Candidate::Candidate ()
{
}
Its not doing any thing. Not writing it as it is can't execute the line:
Candidate *list = new Candidate [10];
Why?
Error: no default constructor exists for the class "Candidate"
To allow your dynamic array allocation, new Candidate[10], a default constructor of Candidate must be available. That is, it must be able to take no arguments. If you provide any of your own constructors for Candidate, regardless of how many arguments they take, the implicit default constructor that is usually defined automatically by the compiler will not be defined. You therefore have to provide it yourself, even if its body is empty. See §12.1/5:
A default constructor for a class
Xis a constructor of classXthat can be called without an argument. If there is no user-declared constructor for classX, a constructor having no parameters is implicitly declared as defaulted (8.4).
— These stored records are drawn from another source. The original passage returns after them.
mod common;

use rstest::rstest;
use seekio::io::RandomAccess;
use seekio::{Endian, Error, Handle, MemoryHandle, RandomAccessReader, RandomAccessWriter};

fn written(order: Endian, f: impl FnOnce(&mut RandomAccessWriter)) -> RandomAccessReader {
    let mut w = RandomAccessWriter::in_memory();
    w.set_order(order);
    f(&mut w);
    let Handle::Memory(m) = w.into_handle() else {
        panic!("expected a memory store");
    };
    let mut r = RandomAccessReader::from_bytes(m.into_vec()).unwrap();
    r.set_order(order);
    r
}

#[rstest]
#[case(Endian::Big)]
#[case(Endian::Little)]
fn typed_values_survive_a_write_and_read(#[case] order: Endian) {
    let mut r = written(order, |w| {
        w.write_bool(true).unwrap();
        w.write_i8(-5).unwrap();
        w.write_u16(0xbeef).unwrap();
        w.write_i16(-1234).unwrap();
        w.write_u32(0xdead_beef).unwrap();
        w.write_i32(i32::MIN).unwrap();
        w.write_u64(0x0123_4567_89ab_cdef).unwrap();
        w.write_i64(-42).unwrap();
        w.write_f32(1.5).unwrap();
        w.write_f64(-0.125).unwrap();
        w.write_utf("nul\0 and \u{1f600}").unwrap();
    });
    assert!(r.read_bool().unwrap());
    assert_eq!(r.read_i8().unwrap(), -5);
    assert_eq!(r.read_u16().unwrap(), 0xbeef);
    assert_eq!(r.read_i16().unwrap(), -1234);
    assert_eq!(r.read_u32().unwrap(), 0xdead_beef);
    assert_eq!(r.read_i32().unwrap(), i32::MIN);
    assert_eq!(r.read_u64().unwrap(), 0x0123_4567_89ab_cdef);
    assert_eq!(r.read_i64().unwrap(), -42);
    assert_eq!(r.read_f32().unwrap(), 1.5);
    assert_eq!(r.read_f64().unwrap(), -0.125);
    assert_eq!(r.read_utf().unwrap(), "nul\0 and \u{1f600}");
    assert_eq!(r.position(), r.length());
}

#[test]
fn little_endian_bytes_read_big_endian_are_swapped() {
    let mut r = written(Endian::Little, |w| w.write_u32(0x0102_0304).unwrap());
    assert_eq!(r.read_u32().unwrap(), 0x0102_0304);
    r.seek(0).unwrap();
    r.set_order(Endian::Big);
    assert_eq!(r.read_u32().unwrap(), 0x0403_0201);
}

#[test]
fn memory_grows_to_twice_the_needed_size() {
    let mut m = MemoryHandle::with_capacity(4);
    m.write(&[7; 10]).unwrap();
    assert_eq!(m.length(), 10);
    assert_eq!(m.capacity(), 20);

    m.seek(30).unwrap();
    m.write_u8(1).unwrap();
    assert_eq!(m.length(), 31);
    assert_eq!(m.capacity(), 62);
    // the gap reads as zeros
    m.seek(10).unwrap();
    let mut gap = [0xffu8; 20];
    m.read_fully(&mut gap).unwrap();
    assert_eq!(gap, [0u8; 20]);
}

#[test]
fn end_of_stream_is_deterministic() {
    let mut r = RandomAccessReader::from_bytes(vec![1, 2, 3]).unwrap();
    r.seek(1).unwrap();
    for _ in 0..3 {
        let err = r.read_u32().unwrap_err();
        assert!(matches!(err, Error::EndOfStream));
        assert_eq!(err.to_string(), "EOF reached");
        assert_eq!(r.position(), 1);
    }
    assert_eq!(r.read_u16().unwrap(), 0x0203);
    assert!(matches!(r.read_u8(), Err(Error::EndOfStream)));
}

#[test]
fn raw_reads_are_short_at_the_end() {
    let mut r = RandomAccessReader::from_bytes(vec![1, 2, 3]).unwrap();
    let mut buf = [0u8; 8];
    assert_eq!(r.read(&mut buf).unwrap(), 3);
    assert_eq!(r.read(&mut buf).unwrap(), 0);
}

#[test]
fn extension_pads_with_zeros_after_real_data() {
    let mut r = RandomAccessReader::from_bytes(vec![0xaa, 0xbb]).unwrap();
    r.set_extend(2);
    assert_eq!(r.read_u32().unwrap(), 0xaabb_0000);
    assert!(matches!(r.read_u8(), Err(Error::EndOfStream)));
}

#[test]
fn files_round_trip_through_writer_and_reader() {
    let dir = tempfile::tempdir().unwrap();
    let path = common::write_plain(dir.path(), "scratch.bin", &[]);
    let ctx = seekio::Context::new(seekio::IoConfig::default());

    let mut w = RandomAccessWriter::open_in(&ctx, &common::id(&path)).unwrap();
    w.set_order(Endian::Little);
    w.write_u16(0x4949).unwrap();
    w.write_u16(42).unwrap();
    w.write_u32(8).unwrap();
    w.close().unwrap();

    let mut r = RandomAccessReader::open_in(ctx, &common::id(&path)).unwrap();
    assert_eq!(r.read_u16().unwrap(), 0x4949);
    r.set_order(Endian::Little);
    assert_eq!(r.read_u16().unwrap(), 42);
    assert_eq!(r.read_u32().unwrap(), 8);
}

#[test]
fn writes_to_a_mapped_id_are_read_back() {
    let ctx = seekio::Context::new(seekio::IoConfig::default());
    let bytes = seekio::SharedBytes::new(vec![0; 4]);
    ctx.location().map_bytes("out.bin", bytes.clone());

    let mut w = RandomAccessWriter::open_in(&ctx, "out.bin").unwrap();
    w.write_u32(0xdead_beef).unwrap();
    w.write_u16(0x0102).unwrap();
    w.close().unwrap();

    let mut r = RandomAccessReader::open_in(ctx, "out.bin").unwrap();
    assert_eq!(r.length(), 6);
    assert_eq!(r.read_u32().unwrap(), 0xdead_beef);
    assert_eq!(r.read_u16().unwrap(), 0x0102);
    assert_eq!(bytes.into_vec(), [0xde, 0xad, 0xbe, 0xef, 1, 2]);
}
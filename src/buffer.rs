//! Materializing regions of a file in memory.
//!
//! A region is either copied into a heap buffer with a positioned read or
//! memory-mapped. Which one is decided once per process: mapping is used on
//! 64-bit targets, and on narrower targets only when the runtime version is
//! known to be at least the configured minimum.

use std::fs::File;
use std::ops::{Deref, DerefMut};

use memmap2::{Mmap, MmapMut, MmapOptions};
use once_cell::sync::Lazy;

use crate::config::{IoConfig, Version};
use crate::error::{Error, Result};
use crate::io::local::read_file_at;

#[derive(Debug, Clone, Copy, PartialEq, Eq)]
pub enum MapMode {
    ReadOnly,
    ReadWrite,
}

#[derive(Debug, Clone, Copy, PartialEq, Eq)]
pub enum Strategy {
    Copy,
    Map,
}

impl Strategy {
    pub fn choose(pointer_width: u32, runtime: Option<Version>, minimum: Version) -> Self {
        if pointer_width >= 64 {
            return Strategy::Map;
        }
        match runtime {
            Some(v) if v >= minimum => Strategy::Map,
            _ => Strategy::Copy,
        }
    }

    fn detect(config: &IoConfig) -> Self {
        let strategy = Self::choose(
            usize::BITS,
            config.runtime_version,
            config.mmap_min_version,
        );
        log::debug!("buffer allocation strategy: {strategy:?}");
        strategy
    }
}

static GLOBAL: Lazy<BufferAllocator> = Lazy::new(|| BufferAllocator {
    strategy: Strategy::detect(&IoConfig::from_env()),
});

/// A materialized file region.
pub enum Buffer {
    Heap(Vec<u8>),
    Mapped(Mmap),
    MappedMut(MmapMut),
}

impl Buffer {
    pub fn is_mapped(&self) -> bool {
        !matches!(self, Buffer::Heap(_))
    }

    /// Persist changes made through a writable mapping.
    pub fn flush(&self) -> Result<()> {
        if let Buffer::MappedMut(m) = self {
            m.flush()?;
        }
        Ok(())
    }
}

impl Deref for Buffer {
    type Target = [u8];

    fn deref(&self) -> &[u8] {
        match self {
            Buffer::Heap(v) => v,
            Buffer::Mapped(m) => m,
            Buffer::MappedMut(m) => m,
        }
    }
}

impl DerefMut for Buffer {
    fn deref_mut(&mut self) -> &mut [u8] {
        match self {
            Buffer::Heap(v) => v,
            // read-only maps expose no bytes for writing
            Buffer::Mapped(_) => &mut [],
            Buffer::MappedMut(m) => m,
        }
    }
}

#[derive(Debug, Clone, Copy)]
pub struct BufferAllocator {
    strategy: Strategy,
}

impl BufferAllocator {
    pub fn new(strategy: Strategy) -> Self {
        Self { strategy }
    }

    /// The allocator chosen for this process.
    pub fn global() -> Self {
        *GLOBAL
    }

    pub fn strategy(&self) -> Strategy {
        self.strategy
    }

    /// Materialize `size` bytes of `file` starting at `offset`.
    ///
    /// Callers validate the region against the file length; a copy that comes
    /// up short is reported as end of stream.
    pub fn allocate(&self, file: &File, offset: u64, size: usize, mode: MapMode) -> Result<Buffer> {
        match self.strategy {
            Strategy::Copy => {
                let mut buf = vec![0u8; size];
                let n = read_file_at(file, offset, &mut buf)?;
                if n < size {
                    return Err(Error::EndOfStream);
                }
                Ok(Buffer::Heap(buf))
            }
            Strategy::Map => {
                let mut options = MmapOptions::new();
                options.offset(offset).len(size);
                // SAFETY: the file stays open for the lifetime of the owning
                // store and every write through the store drops the mapping first.
                let buffer = match mode {
                    MapMode::ReadOnly => Buffer::Mapped(unsafe { options.map(file)? }),
                    MapMode::ReadWrite => Buffer::MappedMut(unsafe { options.map_mut(file)? }),
                };
                Ok(buffer)
            }
        }
    }
}
//! Primitive encoding shared by every store.
//!
//! Multi-byte values go through [`byteorder`] in whichever order the store is
//! configured for. Strings use the modified UTF-8 form of `DataInput`/`DataOutput`:
//! NUL is written as `C0 80` and supplementary characters as two 3-byte
//! surrogates, behind a 2-byte length prefix.

use byteorder::{BigEndian, ByteOrder, LittleEndian};

use crate::error::{Error, Result};

/// Byte order of multi-byte primitives.
#[derive(Debug, Clone, Copy, PartialEq, Eq, Default)]
pub enum Endian {
    #[default]
    Big,
    Little,
}

macro_rules! codec_pair {
    ($get:ident, $put:ident, $ty:ty, $read:ident, $write:ident) => {
        pub fn $get(self, buf: &[u8]) -> $ty {
            match self {
                Endian::Big => BigEndian::$read(buf),
                Endian::Little => LittleEndian::$read(buf),
            }
        }

        pub fn $put(self, buf: &mut [u8], v: $ty) {
            match self {
                Endian::Big => BigEndian::$write(buf, v),
                Endian::Little => LittleEndian::$write(buf, v),
            }
        }
    };
}

impl Endian {
    pub fn is_little(self) -> bool {
        self == Endian::Little
    }

    pub fn from_little(little: bool) -> Self {
        if little { Endian::Little } else { Endian::Big }
    }

    codec_pair!(get_u16, put_u16, u16, read_u16, write_u16);
    codec_pair!(get_i16, put_i16, i16, read_i16, write_i16);
    codec_pair!(get_u32, put_u32, u32, read_u32, write_u32);
    codec_pair!(get_i32, put_i32, i32, read_i32, write_i32);
    codec_pair!(get_u64, put_u64, u64, read_u64, write_u64);
    codec_pair!(get_i64, put_i64, i64, read_i64, write_i64);
    codec_pair!(get_f32, put_f32, f32, read_f32, write_f32);
    codec_pair!(get_f64, put_f64, f64, read_f64, write_f64);
}

/// Encode `s` as modified UTF-8, without the length prefix.
pub fn encode_modified_utf8(s: &str) -> Vec<u8> {
    let mut out = Vec::with_capacity(s.len());
    for unit in s.encode_utf16() {
        match unit {
            0x0001..=0x007f => out.push(unit as u8),
            0x0000 | 0x0080..=0x07ff => {
                out.push(0xc0 | ((unit >> 6) & 0x1f) as u8);
                out.push(0x80 | (unit & 0x3f) as u8);
            }
            _ => {
                out.push(0xe0 | ((unit >> 12) & 0x0f) as u8);
                out.push(0x80 | ((unit >> 6) & 0x3f) as u8);
                out.push(0x80 | (unit & 0x3f) as u8);
            }
        }
    }
    out
}

/// Decode modified UTF-8 bytes (without the length prefix).
pub fn decode_modified_utf8(bytes: &[u8]) -> Result<String> {
    let mut units = Vec::with_capacity(bytes.len());
    let mut i = 0;
    while i < bytes.len() {
        let b = bytes[i];
        match b >> 4 {
            0..=7 => {
                units.push(b as u16);
                i += 1;
            }
            12 | 13 => {
                let b2 = *bytes.get(i + 1).ok_or(Error::InvalidUtf)?;
                if b2 & 0xc0 != 0x80 {
                    return Err(Error::InvalidUtf);
                }
                units.push((((b & 0x1f) as u16) << 6) | (b2 & 0x3f) as u16);
                i += 2;
            }
            14 => {
                let (b2, b3) = match (bytes.get(i + 1), bytes.get(i + 2)) {
                    (Some(b2), Some(b3)) => (*b2, *b3),
                    _ => return Err(Error::InvalidUtf),
                };
                if b2 & 0xc0 != 0x80 || b3 & 0xc0 != 0x80 {
                    return Err(Error::InvalidUtf);
                }
                units.push(
                    (((b & 0x0f) as u16) << 12) | (((b2 & 0x3f) as u16) << 6) | (b3 & 0x3f) as u16,
                );
                i += 3;
            }
            _ => return Err(Error::InvalidUtf),
        }
    }
    String::from_utf16(&units).map_err(|_| Error::InvalidUtf)
}
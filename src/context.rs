use std::sync::Arc;

use once_cell::sync::Lazy;

use crate::cache::HandleCache;
use crate::config::IoConfig;
use crate::location::Location;

static GLOBAL: Lazy<Arc<Context>> = Lazy::new(|| Context::new(IoConfig::from_env()));

/// Configuration, handle cache and name resolution shared by a group of
/// readers and writers.
///
/// [`Context::global`] is the process-wide instance; tests build their own
/// with [`Context::new`] so cache limits and id maps stay isolated.
#[derive(Debug)]
pub struct Context {
    config: IoConfig,
    cache: HandleCache,
    location: Location,
}

impl Context {
    pub fn new(config: IoConfig) -> Arc<Self> {
        Arc::new(Self {
            cache: HandleCache::new(config.max_open_handles),
            location: Location::new(),
            config,
        })
    }

    pub fn global() -> Arc<Self> {
        GLOBAL.clone()
    }

    pub fn config(&self) -> &IoConfig {
        &self.config
    }

    pub fn cache(&self) -> &HandleCache {
        &self.cache
    }

    pub fn location(&self) -> &Location {
        &self.location
    }
}
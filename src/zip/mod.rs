//! ZIP archive parsing and member selection.
//!
//! A zip-backed store exposes exactly one member of the archive. When no
//! member is named explicitly, [`resolve_entry`] picks the one that shares
//! the archive's base name, falling back to the first file.
//!
//! Supported: standard and ZIP64 central directories, STORED and DEFLATE
//! members. Not supported: encryption, multi-disk archives.

mod parser;
mod structures;

pub use parser::ZipParser;
pub use structures::*;

use std::path::Path;

use crate::error::{Error, Result};

/// The stem a member should share with the archive: the file name up to its
/// first `.`, so `data.bin.zip` yields `data`.
fn archive_stem(archive: &Path) -> Option<String> {
    let name = archive.file_name()?.to_string_lossy();
    let stem = name.split('.').next().unwrap_or(&name);
    if stem.is_empty() {
        None
    } else {
        Some(stem.to_lowercase())
    }
}

/// Choose which member of `entries` a store over `archive` exposes.
///
/// `wanted` selects by exact name. Otherwise the first file whose base name
/// starts with the archive stem wins, then the first file of any name.
pub fn resolve_entry<'a>(
    archive: &Path,
    entries: &'a [ZipFileEntry],
    wanted: Option<&str>,
) -> Result<&'a ZipFileEntry> {
    let mut files = entries.iter().filter(|e| !e.is_directory);
    if let Some(name) = wanted {
        return files
            .find(|e| e.file_name == name)
            .ok_or_else(|| Error::InvalidZip(format!("no entry named {name}")));
    }

    if let Some(stem) = archive_stem(archive) {
        let matched = entries
            .iter()
            .filter(|e| !e.is_directory)
            .find(|e| e.base_name().to_lowercase().starts_with(&stem));
        if let Some(entry) = matched {
            return Ok(entry);
        }
    }

    files
        .next()
        .ok_or_else(|| Error::InvalidZip(format!("{} has no file entries", archive.display())))
}
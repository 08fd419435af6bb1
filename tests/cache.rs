mod common;

use std::path::{Path, PathBuf};
use std::sync::Arc;

use rstest::rstest;
use seekio::io::RandomAccess;
use seekio::{Context, IoConfig, RandomAccessReader};

fn files(dir: &std::path::Path, n: usize) -> Vec<(String, Vec<u8>)> {
    (0..n)
        .map(|i| {
            let data = common::pattern(1000 + i);
            let path = common::write_plain(dir, &format!("f{i}.bin"), &data);
            (common::id(&path), data)
        })
        .collect()
}

#[test]
fn open_handles_stay_bounded_and_reads_survive_eviction() {
    let dir = tempfile::tempdir().unwrap();
    let sources = files(dir.path(), 30);
    let ctx = Context::new(IoConfig::default().with_max_open_handles(12));

    let mut readers = Vec::new();
    for (id, _) in &sources {
        readers.push(RandomAccessReader::open_in(Arc::clone(&ctx), id).unwrap());
        assert!(ctx.cache().open_count() <= 12);
    }
    assert!(readers.iter().filter(|r| !r.is_open()).count() >= 18);

    for round in 0..3u64 {
        for (r, (_, data)) in readers.iter_mut().zip(&sources) {
            let at = 100 * round + 7;
            r.seek(at).unwrap();
            let mut buf = [0u8; 16];
            r.read_fully(&mut buf).unwrap();
            assert_eq!(&buf, &data[at as usize..at as usize + 16]);
            assert!(ctx.cache().open_count() <= 12);
        }
    }
}

type Writer = fn(&Path, &str, &[u8]) -> PathBuf;

#[rstest]
#[case::gzip(common::write_gzip as Writer, "gz")]
#[case::bzip2(common::write_bzip2 as Writer, "bz2")]
fn evicted_compressed_readers_rebuild_their_windows(#[case] write: Writer, #[case] ext: &str) {
    let dir = tempfile::tempdir().unwrap();
    let sources: Vec<_> = (0..25)
        .map(|i| {
            let data = common::pattern(40_000 + i);
            let path = write(dir.path(), &format!("f{i}.bin.{ext}"), &data);
            (common::id(&path), data)
        })
        .collect();
    let ctx = Context::new(
        IoConfig::default()
            .with_max_open_handles(12)
            .with_max_overhead(4096)
            .with_mark_limit(16 * 1024),
    );

    let mut readers: Vec<_> = sources
        .iter()
        .map(|(id, _)| RandomAccessReader::open_in(Arc::clone(&ctx), id).unwrap())
        .collect();
    assert!(readers.iter().all(|r| r.is_compressed()));
    assert!(ctx.cache().open_count() <= 12);

    // past the prefix, inside it, then behind the mark left by the first read
    for at in [30_000u64, 100, 20_000] {
        for (r, (_, data)) in readers.iter_mut().zip(&sources) {
            r.seek(at).unwrap();
            let mut buf = [0u8; 64];
            r.read_fully(&mut buf).unwrap();
            assert_eq!(&buf[..], &data[at as usize..at as usize + 64]);
            assert!(ctx.cache().open_count() <= 12);
        }
    }
    assert!(readers.iter().filter(|r| !r.is_open()).count() >= 13);
}

#[test]
fn least_recently_read_readers_are_closed_first() {
    let dir = tempfile::tempdir().unwrap();
    let sources = files(dir.path(), 13);
    let ctx = Context::new(IoConfig::default().with_max_open_handles(12));

    let mut readers: Vec<_> = sources[..12]
        .iter()
        .map(|(id, _)| RandomAccessReader::open_in(Arc::clone(&ctx), id).unwrap())
        .collect();
    // touch the first reader last so it is the most recent
    readers[0].read_u8().unwrap();

    let newest = RandomAccessReader::open_in(Arc::clone(&ctx), &sources[12].0).unwrap();
    assert!(newest.is_open());
    assert!(readers[0].is_open());
    assert!(!readers[1].is_open());
    assert_eq!(ctx.cache().open_count(), 2);
}

#[test]
fn mapped_memory_readers_are_never_evicted() {
    let ctx = Context::new(IoConfig::default().with_max_open_handles(1));
    let readers: Vec<_> = (0..5u8)
        .map(|i| {
            let id = format!("virtual-{i}");
            ctx.location().map_bytes(&id, vec![i; 8]);
            RandomAccessReader::open_in(Arc::clone(&ctx), &id).unwrap()
        })
        .collect();
    assert!(readers.iter().all(|r| r.is_open()));
    assert_eq!(ctx.cache().open_count(), 5);
}

#[test]
fn dropping_a_reader_releases_its_slot() {
    let dir = tempfile::tempdir().unwrap();
    let sources = files(dir.path(), 2);
    let ctx = Context::new(IoConfig::default());
    let a = RandomAccessReader::open_in(Arc::clone(&ctx), &sources[0].0).unwrap();
    let _b = RandomAccessReader::open_in(Arc::clone(&ctx), &sources[1].0).unwrap();
    assert_eq!(ctx.cache().open_count(), 2);
    drop(a);
    assert_eq!(ctx.cache().open_count(), 1);
}

#[test]
fn id_mapping_redirects_reads() {
    let dir = tempfile::tempdir().unwrap();
    let sources = files(dir.path(), 1);
    let ctx = Context::new(IoConfig::default());
    ctx.location().map_id("alias.tif", &sources[0].0);
    let mut r = RandomAccessReader::open_in(Arc::clone(&ctx), "alias.tif").unwrap();
    assert_eq!(r.length(), 1000);
    assert_eq!(r.read_u8().unwrap(), sources[0].1[0]);
    assert!(ctx.location().check_valid_id("alias.tif", ctx.config()).is_ok());
    assert!(ctx.location().check_valid_id("no/such/file", ctx.config()).is_err());
}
Your class would be fine as follows because the compiler will implicitly define a defaulted default constructor:
class Candidate
{ }; // Compiler provides a default constructor
But as soon as you give it any other constructor, the implicit default constructor is not provided any more:
class Candidate
{
public:
Candidate(int x);
// A user-defined constructor is provided so the default constructor
// must be defined explicitly
};
You probably have an additional constructor in your class. If you have any constructor defined, the compiler won't generate a default one.
= default it).
std::vector.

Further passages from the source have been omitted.